LGBT advocates are blasting last week’s Commonwealth Court ruling that exempts SEPTA from Philadelphia’s antibias laws.
The city wants SEPTA to adhere to its LGBT-inclusive antibias ordinance but SEPTA says it doesn’t have to because it’s a state agency.
In a 5-2 ruling last week, Commonwealth Court sided with SEPTA, claiming the state legislature only intended for SEPTA to be subjected to state antibias rules, which don’t have LGBT protections.
The contentious litigation has ensued for several years, and it’s expected to continue with another city appeal in state Supreme Court.
SEPTA has about 9,000 workers and more than 1 million riders daily in Philadelphia and four nearby counties.
The agency filed suit against the city in 2009, after trans woman Charlene Arcila complained to the city’s Human Relations Commission about SEPTA’s placement of gender stickers on its transpasses. Arcila died in April, and SEPTA no longer places gender markers on transpasses. But Arcila’s complaint remains held in abeyance, due to the possibility that monetary damages will be awarded to her estate.
In its ruling, Commonwealth Court said that exposing SEPTA to complaints such as Arcila’s would be unduly burdensome.
“Spending [public] funds to ensure compliance with any potential number of different local anti-discrimination statutes would divert [the funds] away from SEPTA’s core mission of providing public transportation,” the court stated.
President Judge Dan Pellegrini and Judge Robert Simpson dissented.
Pellegrini characterized as “ludicrous” the majority’s assertion that compliance with the city’s antibias laws would be unduly burdensome for SEPTA.
“[I]nstructing all of your employees to act in a fair and non-discriminatory manner should be instilled from the moment of employment,” Pellegrini opined. “This should not be considered to be a burden, but an opportunity for [SEPTA] to advance the public policy of the commonwealth.”
SEPTA issued a statement after the ruling noting that the city initiated seven separate discrimination complaints against the agency between July 2007-April 2009, which it sought to dismiss “because of SEPTA’s status as a commonwealth agency and its sovereign-immunity protections.

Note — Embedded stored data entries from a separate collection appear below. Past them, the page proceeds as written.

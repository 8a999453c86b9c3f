//! Bookmark lookup and the checks that decide whether a rewrite is safe.

use crate::error::{Container, Error, Result};
use crate::xml::{Kind, Names, NodeId, XmlTree};

/// Facts about a document that are computed once, not per bookmark.
#[derive(Debug, Clone, Copy, Default)]
pub struct DocumentChecks {
    pub tracked_revisions: bool,
}

/// A start/end marker pair located in a flattened tree.
#[derive(Debug, Clone, Copy, PartialEq, Eq)]
pub struct MarkerPair {
    pub start: NodeId,
    pub end: NodeId,
    /// Shared parent of both markers.
    pub parent: NodeId,
}

/// First `w:bookmarkStart` named `name`, in document order.
pub fn find_start(tree: &XmlTree, names: &Names, name: &str) -> Option<NodeId> {
    tree.descendants(tree.root()).find(|&id| {
        tree.kind(id, names) == Kind::BookmarkStart && tree.attr(id, names.name) == Some(name)
    })
}

/// First `w:bookmarkEnd` carrying the numeric id `id`.
fn find_end(tree: &XmlTree, names: &Names, id: i64) -> Option<NodeId> {
    tree.descendants(tree.root()).find(|&node| {
        tree.kind(node, names) == Kind::BookmarkEnd && marker_id(tree, names, node) == Some(id)
    })
}

fn marker_id(tree: &XmlTree, names: &Names, id: NodeId) -> Option<i64> {
    tree.attr(id, names.id)?.trim().parse().ok()
}

/// Checks run on the document as stored, before flattening.
pub fn validate_target(
    tree: &XmlTree,
    names: &Names,
    checks: &DocumentChecks,
    name: &str,
) -> Result<()> {
    let start = find_start(tree, names, name).ok_or_else(|| Error::MarkerNotFound(name.to_string()))?;

    if tree
        .parent(start)
        .is_some_and(|parent| tree.kind(parent, names) == Kind::Math)
    {
        return Err(Error::MathFormulaTarget(name.to_string()));
    }
    if checks.tracked_revisions {
        return Err(Error::TrackedRevisionsPresent);
    }
    if tree
        .descendants(tree.root())
        .any(|id| tree.kind(id, names) == Kind::StructuredTag)
    {
        return Err(Error::StructuredContentPresent);
    }
    Ok(())
}

/// Locate both markers in a flattened tree and check they can be rewritten.
pub fn locate_pair(flat: &XmlTree, names: &Names, name: &str) -> Result<MarkerPair> {
    let (start, end) = find_markers(flat, names, name)?;

    for marker in [start, end] {
        if let Some(container) = unsupported_container(flat, names, marker) {
            return Err(Error::UnsupportedContainer {
                name: name.to_string(),
                container,
            });
        }
    }

    pair_under_parent(flat, name, start, end)
}

/// Locate both markers in a flattened tree without judging their containers.
///
/// Fails only when a marker is missing, the markers sit at different levels,
/// or the end comes first.
pub fn find_pair(flat: &XmlTree, names: &Names, name: &str) -> Result<MarkerPair> {
    let (start, end) = find_markers(flat, names, name)?;
    pair_under_parent(flat, name, start, end)
}

fn find_markers(flat: &XmlTree, names: &Names, name: &str) -> Result<(NodeId, NodeId)> {
    let start = find_start(flat, names, name)
        .ok_or_else(|| Error::MarkerIntegrity(format!("start of {name} lost while flattening")))?;
    let id = marker_id(flat, names, start)
        .ok_or_else(|| Error::MarkerIntegrity(format!("{name} has no numeric id")))?;
    let end = find_end(flat, names, id)
        .ok_or_else(|| Error::MarkerIntegrity(format!("no end marker for {name} (id {id})")))?;
    Ok((start, end))
}

fn pair_under_parent(flat: &XmlTree, name: &str, start: NodeId, end: NodeId) -> Result<MarkerPair> {
    let parent = match (flat.parent(start), flat.parent(end)) {
        (Some(a), Some(b)) if a == b => a,
        _ => return Err(Error::CrossLevelMarker(name.to_string())),
    };

    let siblings = flat.children(parent);
    let start_pos = siblings.iter().position(|&c| c == start);
    let end_pos = siblings.iter().position(|&c| c == end);
    if end_pos < start_pos {
        return Err(Error::MarkerIntegrity(format!("end of {name} precedes its start")));
    }

    Ok(MarkerPair { start, end, parent })
}

fn unsupported_container(tree: &XmlTree, names: &Names, id: NodeId) -> Option<Container> {
    tree.ancestors(id).find_map(|a| match tree.kind(a, names) {
        Kind::Hyperlink => Some(Container::Hyperlink),
        Kind::SimpleField => Some(Container::SimpleField),
        Kind::SmartTag => Some(Container::SmartTag),
        _ => None,
    })
}
//! Embedding HTML values as alternative-format chunks.
//!
//! A value that looks like HTML is first substituted as plain text like any
//! other value. This pass then finds the paragraph holding exactly that text
//! and swaps it for a `w:altChunk` pointing at an XHTML part, which Word
//! renders as formatted content when the document is opened.

use tracing::{debug, warn};

use crate::error::Result;
use crate::package::Package;
use crate::xml::names::R;
use crate::xml::{Attribute, Kind, Names, NodeId, XmlTree};

/// HTML values waiting for the chunk pass, in substitution order.
#[derive(Debug, Clone, Default, PartialEq, Eq)]
pub struct HtmlQueue {
    values: Vec<String>,
}

impl HtmlQueue {
    pub fn new() -> Self {
        Self::default()
    }

    pub fn push(&mut self, value: impl Into<String>) {
        self.values.push(value.into());
    }

    /// Values paired with their 1-based chunk number.
    pub fn iter(&self) -> impl Iterator<Item = (usize, &str)> {
        self.values
            .iter()
            .enumerate()
            .map(|(i, value)| (i + 1, value.as_str()))
    }

    pub fn len(&self) -> usize {
        self.values.len()
    }

    pub fn is_empty(&self) -> bool {
        self.values.is_empty()
    }
}

/// Replace the paragraph showing each queued value with an altChunk.
///
/// Chunk `n` gets relationship id `{id_prefix}{n}`. A value with no matching
/// paragraph is skipped. Returns the number of chunks embedded.
pub fn embed_html_chunks(
    package: &mut Package,
    names: &Names,
    queue: &HtmlQueue,
    id_prefix: &str,
) -> Result<usize> {
    let main = package.main_document_part()?;
    let mut embedded = 0;

    for (n, html) in queue.iter() {
        let id = format!("{id_prefix}{n}");
        let mut tree = package.part_xml(&main)?;
        let Some(paragraph) = find_paragraph(&tree, names, html) else {
            warn!(chunk = id.as_str(), "no paragraph shows the HTML value, skipping");
            continue;
        };

        package.add_alternative_format_part(&main, &id, html.as_bytes())?;

        tree.ensure_namespace(R, "r");
        let attrs = vec![Attribute::new(tree.qname(names.r_id), id.as_str())];
        let chunk = tree.alloc_element(tree.qname(names.alt_chunk), attrs);
        tree.insert_after(paragraph, chunk);
        tree.detach(paragraph);
        package.put_part_xml(&main, &tree)?;

        debug!(chunk = id.as_str(), "embedded HTML chunk");
        embedded += 1;
    }
    Ok(embedded)
}

/// First paragraph directly in the body or a table cell whose visible text
/// equals `text`.
fn find_paragraph(tree: &XmlTree, names: &Names, text: &str) -> Option<NodeId> {
    tree.descendants(tree.root()).find(|&id| {
        tree.kind(id, names) == Kind::Paragraph
            && tree
                .parent(id)
                .is_some_and(|p| matches!(tree.kind(p, names), Kind::Body | Kind::TableCell))
            && visible_text(tree, names, id) == text
    })
}

fn visible_text(tree: &XmlTree, names: &Names, id: NodeId) -> String {
    tree.descendants(id)
        .filter(|&d| tree.kind(d, names) == Kind::Text)
        .map(|t| tree.text_content(t))
        .collect()
}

“The case concerned one governmental entity’s authority over another based upon the statutory scheme overlaying both of those governmental entities,” the statement continued. “The central question of the case was whether that statutory scheme authorized the city to apply the [city’s Fair Practice Ordinance] to SEPTA. SEPTA’s motion had nothing to do with protections afforded or not to the LGBTQ community.”
SEPTA continued that it “could not simply accede to the city’s FPO because SEPTA believed the legislature ensured that commonwealth agencies, like SEPTA, should not be subjected to the myriad of regulations any municipality may choose to impose. Thus, if SEPTA did not challenge the city’s authority under the FPO, then the city and the other over 200 municipalities could upset the legislative balance by imposing other requirements on how SEPTA achieves it public mission. SEPTA desired only to maintain the balance of authority between municipalities — like the city — and SEPTA, established by the Pennsylvania legislature.
“SEPTA believes that the city overstepped those bounds by attempting to apply the FPO to SEPTA. The court’s opinion rests squarely on these concerns of following the balance established by the legislature and enabling SEPTA to effectively deliver on its public-transportation mission.”
Leonore F. Carpenter, a law professor who specializes in LGBT issues, wasn’t impressed with SEPTA’s statement.
“In other words, SEPTA has thrown the LGBT community under the bus to consolidate its own power,” Carpenter said.
Carpenter expressed particular concern for SEPTA’s LGBT customers.
“I’m very concerned about the public-accommodations ramifications of this,” she added. “We’re in court, in large part, because gender-variant riders were getting harassed, were getting thrown off buses, because someone questioned whether their transpasses really belonged to them. The only protections LGBT riders have are the protections that the city gives them. The Commonwealth Court demonstrates a cavalier attitude to the effect its ruling has on SEPTA’s LGBT riders.”
Rue Landau, executive director of the Philadelphia Commission on Human Relations, also denounced the ruling.
“We’re in a time when across the country we’re expanding protections in the LGBTQ community, and the Commonwealth Court rendered a decision that would make it legal to discriminate against LGBT riders and employees of SEPTA. That’s shameful,” she said.
Ted Martin, executive director of Equality PA, expressed concern for SEPTA’s LGBT employees.
“The ruling demonstrates exactly why we need statewide nondiscrimination protections that include sexual orientation and gender identity,” Martin said. “SEPTA employees should be protected from discrimination whether they work at 30th Street, Ardmore or Chester. Everyone deserves to earn a living for themselves and their families.”
PCHR chair Thomas H. Earle said the city may file another appeal in state Supreme Court.
“For any public agency to think they can be immune from anti-discrimination laws in their operation is an affront to the entire community,” Earle said. “It’s always good to interpret and apply civil-rights laws as broadly as possible. The [PCHR] will fully explore next steps, including re-filing with the Pennsylvania Supreme Court.”